Whoever wrote this blurb has mastered the art of overstatement. What they've called "Stroudley Walk Market" is in fact the ultimate in a micro-economics, a single market stall plonked in the middle of a gaping concrete void. Postwar planners had high hopes for the viability of this rebuilt high street, leaving space for at least fifty market stalls along a pedestrianised piazza. Instead just one trader sets up his fruit and veg stall daily, a few boxes of fruit and veg unpriced beneath an awning, and local mothers look in occasionally for okra and onions.
A barrage of water flushes down onto the single stall, its striped sheeting flapping in the gale. The group hiding inside is hit sideways by an icy blast and swiftly recognises that staying put is not an option. The trader runs first, dashing across the square to the closest end of the brick arcade. His partner follows a few steps behind, and then the two ladies who were either shopping or talking, it's no longer possible to tell. Both are briefly but emphatically soaked, their headscarves no match for the December monsoon.

Next to flee is an empty wooden box, tipped off its crate and toppling onto the pavement at an awkward angle. A young Chinese couple, glasses steamed, run in from the High Street. They were much further from shelter when the rain strengthened, all of fifteen seconds ago, so have had to make a fast dash to our colonnade to avoid getting sodden. We wait together, the seven of us a microcosm of the new East End, outside a shuttered window and a locked door.
"Serving the local community as a small local market providing fresh fruit and vegetables, Stroudley Walk Market supplements the other local provisions in the square, such as the post office, dry cleaner and health centre."

The Post Office in Stroudley Walk closed in 2014, and reopened at the back of a supermarket on Bow Road. Nobody mourned. Its miserable interior has been shut off ever since, no other commercial interest interested, nor ever likely to be so. The fish and chip shop nextdoor metamorphosed this summer into a halal grill specialising in chicken in a variety of moulded forms. Its menu does include something called 'Cod Meal', but more likely microwaved than fried, and you're no doubt better off with a biryani.
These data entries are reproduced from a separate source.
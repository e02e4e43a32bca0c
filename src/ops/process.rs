//! Subprocesses and their stdio pipes

use crate::error::OpResult;
use crate::runtime::Runtime;
use crate::table::{Handle, Payload};
use nix::sys::signal;
use nix::unistd::Pid;
use std::io::{self, Read, Write};
use std::os::unix::io::{AsRawFd, RawFd};
use std::os::unix::process::ExitStatusExt;
use std::path::PathBuf;
use std::process::{Child, ChildStderr, ChildStdin, ChildStdout, Command, ExitStatus, Stdio};

/// How a child's stdio stream is set up
#[derive(Debug, Clone, Copy, PartialEq, Eq, Default)]
pub enum StdioMode {
    #[default]
    Inherit,
    Piped,
    Null,
}

impl StdioMode {
    fn to_stdio(self) -> Stdio {
        match self {
            StdioMode::Inherit => Stdio::inherit(),
            StdioMode::Piped => Stdio::piped(),
            StdioMode::Null => Stdio::null(),
        }
    }
}

/// Options for `op_spawn`
#[derive(Debug, Clone, Default)]
pub struct SpawnOptions {
    pub command: String,
    pub args: Vec<String>,
    pub env: Vec<(String, String)>,
    /// Start from an empty environment instead of inheriting ours
    pub clear_env: bool,
    pub cwd: Option<PathBuf>,
    pub stdin: StdioMode,
    pub stdout: StdioMode,
    pub stderr: StdioMode,
}

impl SpawnOptions {
    pub fn new(command: impl Into<String>) -> Self {
        Self {
            command: command.into(),
            ..Default::default()
        }
    }

    pub fn arg(mut self, arg: impl Into<String>) -> Self {
        self.args.push(arg.into());
        self
    }

    pub fn stdout(mut self, mode: StdioMode) -> Self {
        self.stdout = mode;
        self
    }

    pub fn stdin(mut self, mode: StdioMode) -> Self {
        self.stdin = mode;
        self
    }

    pub fn stderr(mut self, mode: StdioMode) -> Self {
        self.stderr = mode;
        self
    }
}

/// Handles created by `op_spawn`
#[derive(Debug, Clone, PartialEq, Eq)]
pub struct ChildInfo {
    pub rid: Handle,
    pub pid: u32,
    pub stdin_rid: Option<Handle>,
    pub stdout_rid: Option<Handle>,
    pub stderr_rid: Option<Handle>,
}

/// How a child exited
#[derive(Debug, Clone, Copy, PartialEq, Eq)]
pub struct ProcessStatus {
    pub success: bool,
    pub code: Option<i32>,
    pub signal: Option<i32>,
}

impl From<ExitStatus> for ProcessStatus {
    fn from(status: ExitStatus) -> Self {
        Self {
            success: status.success(),
            code: status.code(),
            signal: status.signal(),
        }
    }
}

/// A spawned child
pub struct ProcessResource {
    child: Child,
    pid: u32,
}

impl ProcessResource {
    pub fn pid(&self) -> u32 {
        self.pid
    }

    fn try_wait(&mut self) -> io::Result<Option<ProcessStatus>> {
        Ok(self.child.try_wait()?.map(ProcessStatus::from))
    }
}

impl Drop for ProcessResource {
    /// A closed handle can no longer be waited on, so a child that is still
    /// running is killed and reaped here rather than left as a zombie
    fn drop(&mut self) {
        match self.child.try_wait() {
            Ok(Some(_)) => {}
            Ok(None) => match self.child.kill().and_then(|_| self.child.wait()) {
                Ok(status) => log::debug!("process: pid {} killed on close ({})", self.pid, status),
                Err(e) => log::warn!("process: failed to reap pid {} on close: {}", self.pid, e),
            },
            Err(e) => log::warn!("process: failed to check pid {} on close: {}", self.pid, e),
        }
    }
}

/// One end of a child's stdio
pub enum PipeResource {
    Stdin(ChildStdin),
    Stdout(ChildStdout),
    Stderr(ChildStderr),
}

fn set_nonblocking(fd: RawFd) -> io::Result<()> {
    unsafe {
        let flags = libc::fcntl(fd, libc::F_GETFL);
        if flags < 0 || libc::fcntl(fd, libc::F_SETFL, flags | libc::O_NONBLOCK) < 0 {
            return Err(io::Error::last_os_error());
        }
    }
    Ok(())
}

impl PipeResource {
    pub fn fd(&self) -> RawFd {
        match self {
            PipeResource::Stdin(p) => p.as_raw_fd(),
            PipeResource::Stdout(p) => p.as_raw_fd(),
            PipeResource::Stderr(p) => p.as_raw_fd(),
        }
    }

    pub(crate) fn read(&mut self, len: usize) -> io::Result<Vec<u8>> {
        let mut buf = vec![0u8; len];
        let n = match self {
            PipeResource::Stdout(p) => p.read(&mut buf)?,
            PipeResource::Stderr(p) => p.read(&mut buf)?,
            // Same failure the OS gives for reading a write-only descriptor
            PipeResource::Stdin(_) => return Err(io::Error::from_raw_os_error(libc::EBADF)),
        };
        buf.truncate(n);
        Ok(buf)
    }

    pub(crate) fn write(&mut self, data: &[u8]) -> io::Result<usize> {
        match self {
            PipeResource::Stdin(p) => p.write(data),
            _ => Err(io::Error::from_raw_os_error(libc::EBADF)),
        }
    }
}

// =============================================================================
// Operations
// =============================================================================

fn register_pipe(rt: &Runtime, pipe: PipeResource) -> OpResult<Handle> {
    set_nonblocking(pipe.fd())?;
    rt.register(Payload::Pipe(pipe))
}

pub(crate) fn spawn(rt: &Runtime, options: &SpawnOptions) -> OpResult<ChildInfo> {
    let mut command = Command::new(&options.command);
    command.args(&options.args);
    if options.clear_env {
        command.env_clear();
    }
    command.envs(options.env.iter().map(|(k, v)| (k, v)));
    if let Some(cwd) = &options.cwd {
        command.current_dir(cwd);
    }
    command
        .stdin(options.stdin.to_stdio())
        .stdout(options.stdout.to_stdio())
        .stderr(options.stderr.to_stdio());

    let mut child = command.spawn()?;
    let pid = child.id();
    let stdin = child.stdin.take();
    let stdout = child.stdout.take();
    let stderr = child.stderr.take();

    let rid = rt.register(Payload::Process(ProcessResource { child, pid }))?;
    let stdin_rid = stdin
        .map(|p| register_pipe(rt, PipeResource::Stdin(p)))
        .transpose()?;
    let stdout_rid = stdout
        .map(|p| register_pipe(rt, PipeResource::Stdout(p)))
        .transpose()?;
    let stderr_rid = stderr
        .map(|p| register_pipe(rt, PipeResource::Stderr(p)))
        .transpose()?;

    log::debug!("process: spawned '{}' pid {} as handle {}", options.command, pid, rid);
    Ok(ChildInfo {
        rid,
        pid,
        stdin_rid,
        stdout_rid,
        stderr_rid,
    })
}

/// Wait for the child to exit, re-checking at the configured interval
pub(crate) async fn status(rt: &Runtime, rid: Handle) -> OpResult<ProcessStatus> {
    let interval = rt.config().process.poll_interval();
    loop {
        let exited = rt.with_payload(rid, |payload| match payload {
            Payload::Process(p) => Ok(p.try_wait()?),
            other => Err(Runtime::wrong_kind(rid, other.kind(), "op_process_status")),
        })?;
        match exited {
            Some(status) => return Ok(status),
            None => rt.sleep(interval).await,
        }
    }
}

pub(crate) fn kill(pid: i32, signal_name: &str) -> OpResult<()> {
    let signal = super::signal::parse_signal(signal_name)?;
    signal::kill(Pid::from_raw(pid), signal)?;
    Ok(())
}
The rain eases fractionally then whips back with a stormy squall which makes the market stall almost disappear. We hunker down as the precipitation comes in sheets. The pool of water accumulating on top of the awning inexorably approaches critical mass, then suddenly gushes over the lip in a heavy wave. A box of fruit or vegetables underneath proves perfectly positioned for a consummate soaking. I think tomatoes, but maybe onions, and now is not the time to go over and check.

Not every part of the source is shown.